As I said, we all know, and agree upon, which languages _are_ "strong" or
"weak", whatever those terms mean. Thus, the two words really do partition the
world in some way; they do real Bayesian work. We just have to figure out what
that work _is_.

> there's plenty of implicit downcasts that are still 'strong', like boolean
> tests on data bigger than 1 bit or gt/lt comparisons between different
> numeric types

Notice, above, that I said that explicitness _isn't_ a part of the definition,
as much as people like to think it is. In fact, it could be completely
explicit at all times that you're casting (int)s to (char)s—and that would
still be weak typing. The real property a type-system has that tells you that
it is "weak" is that it allows casts between types that _do not have valid
surjections_. "(" has no number it maps to—and yet the type system pretends it
does. IEEE754 Infinity has no integer it maps to—and yet the type system says
that's alright. (Note that in this special case, the _hardware_ notices this
loss of information, and sets a hardware exception flag.)

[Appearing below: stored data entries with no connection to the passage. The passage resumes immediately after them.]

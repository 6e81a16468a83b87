//! Host-side services around a canvas session: JSON and text persistence,
//! DXF export for CAD tools, and scripted event replay.

pub mod cad;
pub mod persistence;
pub mod replay;
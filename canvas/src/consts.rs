//! Shared numeric constants for the canvas crate.

// ── Units ───────────────────────────────────────────────────────

/// Pixels per centimeter at 96 DPI (96 / 2.54).
pub const DENSITY: f64 = 37.795_275_591;

/// Millimeters per centimeter, for CAD output.
pub const MM_PER_CM: f64 = 10.0;

/// Decimal places kept for centimeter coordinates in saved documents.
pub const CM_DECIMALS: usize = 2;

// ── Canvas ──────────────────────────────────────────────────────

/// Smallest accepted canvas edge in centimeters.
pub const MIN_CANVAS_CM: f64 = 10.0;

/// Largest accepted canvas edge in centimeters.
pub const MAX_CANVAS_CM: f64 = 500.0;

/// Canvas edge used when nothing else has been configured.
pub const DEFAULT_CANVAS_CM: f64 = 100.0;
//! Persistence service — export and import of trajectory documents.
//!
//! DESIGN
//! ======
//! Export writes the session's document as pretty JSON to
//! `<dir>/trajectory_<epoch-ms>.json`. Import reads a UTF-8 file and hands it
//! to the session, which either applies it completely or not at all.
//!
//! ERROR HANDLING
//! ==============
//! I/O failures carry the offending path. Document errors (empty trajectory,
//! malformed JSON, invalid format) pass through unchanged so the CLI can show
//! them to the user as-is.

use std::fs;
use std::path::{Path, PathBuf};

use canvas::doc::DocError;
use canvas::engine::{Action, Session};
use canvas::persist;
use time::OffsetDateTime;
use tracing::info;

// =============================================================================
// TYPES
// =============================================================================

#[derive(Debug, thiserror::Error)]
pub enum PersistenceError {
    #[error("failed to read {}: {source}", .path.display())]
    Read { path: PathBuf, source: std::io::Error },
    #[error("failed to write {}: {source}", .path.display())]
    Write { path: PathBuf, source: std::io::Error },
    #[error(transparent)]
    Doc(#[from] DocError),
}

// =============================================================================
// EXPORT
// =============================================================================

/// Save the session as a JSON document in `dir`. Returns the written path.
pub fn export(session: &Session, dir: &Path, at: OffsetDateTime) -> Result<PathBuf, PersistenceError> {
    let doc = session.save(at)?;
    let json = persist::to_json_pretty(&doc)?;
    let path = dir.join(persist::export_file_name(at));

    fs::write(&path, json).map_err(|source| PersistenceError::Write { path: path.clone(), source })?;
    info!(points = doc.metadata.point_count, path = %path.display(), "trajectory exported");
    Ok(path)
}

/// Save the session as a plain-text coordinate listing at `path`.
pub fn export_text(session: &Session, path: &Path, at: OffsetDateTime) -> Result<(), PersistenceError> {
    let text = persist::to_text(&session.canvas(), session.trajectory(), at)?;
    fs::write(path, text).map_err(|source| PersistenceError::Write { path: path.to_path_buf(), source })?;
    info!(points = session.trajectory().len(), path = %path.display(), "coordinates exported as text");
    Ok(())
}

// =============================================================================
// IMPORT
// =============================================================================

/// Load a JSON document from `path` into `session`.
pub fn import(session: &mut Session, path: &Path) -> Result<Vec<Action>, PersistenceError> {
    let text = fs::read_to_string(path).map_err(|source| PersistenceError::Read { path: path.to_path_buf(), source })?;
    let actions = session.load_str(&text)?;
    info!(points = session.trajectory().len(), path = %path.display(), "trajectory imported");
    Ok(actions)
}

#[cfg(test)]
#[path = "persistence_test.rs"]
mod tests;
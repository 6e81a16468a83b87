mod config;
mod services;

use std::path::PathBuf;
use std::process::ExitCode;

use canvas::engine::Session;
use canvas::ruler::Measurement;
use canvas::units::{self, Point};
use clap::{Parser, Subcommand, ValueEnum};
use time::OffsetDateTime;

use crate::config::{AppConfig, ConfigError};
use crate::services::cad::{self, CadError};
use crate::services::persistence::{self, PersistenceError};
use crate::services::replay::{self, ReplayError};

#[derive(Debug, thiserror::Error)]
enum CliError {
    #[error(transparent)]
    Config(#[from] ConfigError),
    #[error(transparent)]
    Persistence(#[from] PersistenceError),
    #[error(transparent)]
    Replay(#[from] ReplayError),
    #[error(transparent)]
    Cad(#[from] CadError),
}

#[derive(Parser, Debug)]
#[command(name = "trajectory", about = "Draw, measure and persist centimeter-scaled trajectories")]
struct Cli {
    /// Canvas width in cm (overrides TRAJECTORY_CANVAS_WIDTH_CM).
    #[arg(long, global = true)]
    width: Option<f64>,

    /// Canvas height in cm (overrides TRAJECTORY_CANVAS_HEIGHT_CM).
    #[arg(long, global = true)]
    height: Option<f64>,

    /// Directory for exported documents (overrides TRAJECTORY_OUTPUT_DIR).
    #[arg(long, global = true)]
    out_dir: Option<PathBuf>,

    #[command(subcommand)]
    command: Command,
}

#[derive(Subcommand, Debug)]
enum Command {
    /// Replay pointer events from a JSON-lines script and export the drawing.
    Replay {
        #[arg(long, default_value = "-", help = "Event script path, or - for stdin")]
        input: String,

        /// Do not write a document at the end.
        #[arg(long, default_value_t = false)]
        no_save: bool,

        /// Also write a plain-text coordinate listing here.
        #[arg(long)]
        text: Option<PathBuf>,

        /// Also write a DXF drawing (millimeters) here.
        #[arg(long)]
        dxf: Option<PathBuf>,
    },
    /// Load a saved document and print a summary.
    Inspect { file: PathBuf },
    /// Convert a saved document to a plain-text coordinate listing.
    ExportText {
        file: PathBuf,
        /// Output path; defaults to the input path with a `.txt` extension.
        #[arg(long)]
        output: Option<PathBuf>,
    },
    /// Convert a saved document to a DXF drawing in millimeters.
    ExportDxf {
        file: PathBuf,
        /// Output path; defaults to the input path with a `.dxf` extension.
        #[arg(long)]
        output: Option<PathBuf>,
    },
    /// Read the polylines of a DXF drawing and save them as a document.
    ImportDxf { file: PathBuf },
    /// Ruler distance between two pixel-space points.
    #[command(allow_negative_numbers = true)]
    Measure { x1: f64, y1: f64, x2: f64, y2: f64 },
    /// Convert a length between pixels and centimeters.
    #[command(allow_negative_numbers = true)]
    Convert {
        value: f64,
        #[arg(long, value_enum)]
        to: Unit,
    },
}

#[derive(Debug, Clone, Copy, ValueEnum)]
enum Unit {
    Cm,
    Px,
}

fn main() -> ExitCode {
    tracing_subscriber::fmt::init();

    match run(Cli::parse()) {
        Ok(()) => ExitCode::SUCCESS,
        Err(err) => {
            eprintln!("error: {err}");
            ExitCode::FAILURE
        }
    }
}

fn run(cli: Cli) -> Result<(), CliError> {
    let config = AppConfig::from_env()?.with_overrides(cli.width, cli.height, cli.out_dir)?;
    tracing::debug!(
        width_cm = config.canvas.width(),
        height_cm = config.canvas.height(),
        output_dir = %config.output_dir.display(),
        "configuration loaded"
    );

    match cli.command {
        Command::Replay { input, no_save, text, dxf } => run_replay(&config, &input, no_save, text, dxf),
        Command::Inspect { file } => run_inspect(&config, file),
        Command::ExportText { file, output } => run_export_text(&config, file, output),
        Command::ExportDxf { file, output } => run_export_dxf(&config, file, output),
        Command::ImportDxf { file } => run_import_dxf(&config, file),
        Command::Measure { x1, y1, x2, y2 } => {
            println!("{}", Measurement::new(Point::new(x1, y1), Point::new(x2, y2)).label());
            Ok(())
        }
        Command::Convert { value, to } => {
            match to {
                Unit::Cm => println!("{} cm", units::format_cm(units::to_cm(value))),
                Unit::Px => println!("{} px", units::format_cm(units::to_px(value))),
            }
            Ok(())
        }
    }
}

fn run_replay(
    config: &AppConfig,
    input: &str,
    no_save: bool,
    text: Option<PathBuf>,
    dxf: Option<PathBuf>,
) -> Result<(), CliError> {
    let mut session = Session::with_canvas(config.canvas);
    let summary = replay::replay(&mut session, replay::open_input(input)?)?;

    for (line, reason) in &summary.rejected {
        eprintln!("line {line}: {reason}");
    }
    println!("events applied: {}", summary.applied);
    print_summary(&session);
    if let Some(label) = &summary.ruler_label {
        println!("ruler: {label}");
    }

    let now = OffsetDateTime::now_utc();
    if let Some(path) = text {
        persistence::export_text(&session, &path, now)?;
        println!("text saved: {}", path.display());
    }
    if let Some(path) = dxf {
        cad::export_dxf(&session, &path)?;
        println!("dxf saved: {}", path.display());
    }
    if !no_save {
        let path = persistence::export(&session, &config.output_dir, now)?;
        println!("saved {} points to {}", session.trajectory().len(), path.display());
    }
    Ok(())
}

fn run_inspect(config: &AppConfig, file: PathBuf) -> Result<(), CliError> {
    let mut session = Session::with_canvas(config.canvas);
    persistence::import(&mut session, &file)?;
    print_summary(&session);
    Ok(())
}

fn run_export_text(config: &AppConfig, file: PathBuf, output: Option<PathBuf>) -> Result<(), CliError> {
    let mut session = Session::with_canvas(config.canvas);
    persistence::import(&mut session, &file)?;
    let output = output.unwrap_or_else(|| file.with_extension("txt"));
    persistence::export_text(&session, &output, OffsetDateTime::now_utc())?;
    println!("text saved: {}", output.display());
    Ok(())
}

fn run_export_dxf(config: &AppConfig, file: PathBuf, output: Option<PathBuf>) -> Result<(), CliError> {
    let mut session = Session::with_canvas(config.canvas);
    persistence::import(&mut session, &file)?;
    let output = output.unwrap_or_else(|| file.with_extension("dxf"));
    cad::export_dxf(&session, &output)?;
    println!("dxf saved: {}", output.display());
    Ok(())
}

fn run_import_dxf(config: &AppConfig, file: PathBuf) -> Result<(), CliError> {
    let mut session = Session::with_canvas(config.canvas);
    cad::import_dxf(&mut session, &file)?;
    print_summary(&session);
    let path = persistence::export(&session, &config.output_dir, OffsetDateTime::now_utc())?;
    println!("saved {} points to {}", session.trajectory().len(), path.display());
    Ok(())
}

fn print_summary(session: &Session) {
    let canvas = session.canvas();
    println!(
        "canvas: {} x {} cm ({} x {} px)",
        units::format_cm(canvas.width()),
        units::format_cm(canvas.height()),
        canvas.width_px(),
        canvas.height_px()
    );
    println!("points: {}", session.trajectory().len());
    if let Some(last) = session.trajectory().last() {
        let cm = last.to_cm();
        println!("last point: {}, {} cm", units::format_cm(cm.x), units::format_cm(cm.y));
    }
    println!("path length: {} cm", units::format_cm(units::to_cm(session.trajectory().path_length())));
}

#[cfg(test)]
#[path = "main_test.rs"]
mod tests;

Operations retain strong-typing if they have _well-defined one-way
transformational characteristics_ , such as when casting (int) to (bool) using
C's "!= 0" branching-requirement. "x % 6" compresses the field of integers
into a set of six elements—but it does this in a way which maps every x to a
valid new value on the "x % 6" ring. However, Infinity _does not_ have a valid
(int) representation—any value the computer does choose to represent it with
will be "wrong."

To sum up: if, in your language runtime, there exists at least one type-
transformation-implementation that goes like this:

    
    
        try
          a_entropy = f( a )
          B.construct( a_entropy )
        catch( DomainError e ) # A is not a well-defined B
          B::SomeDefaultElement # who cares!
        end
    

...then you have weak typing.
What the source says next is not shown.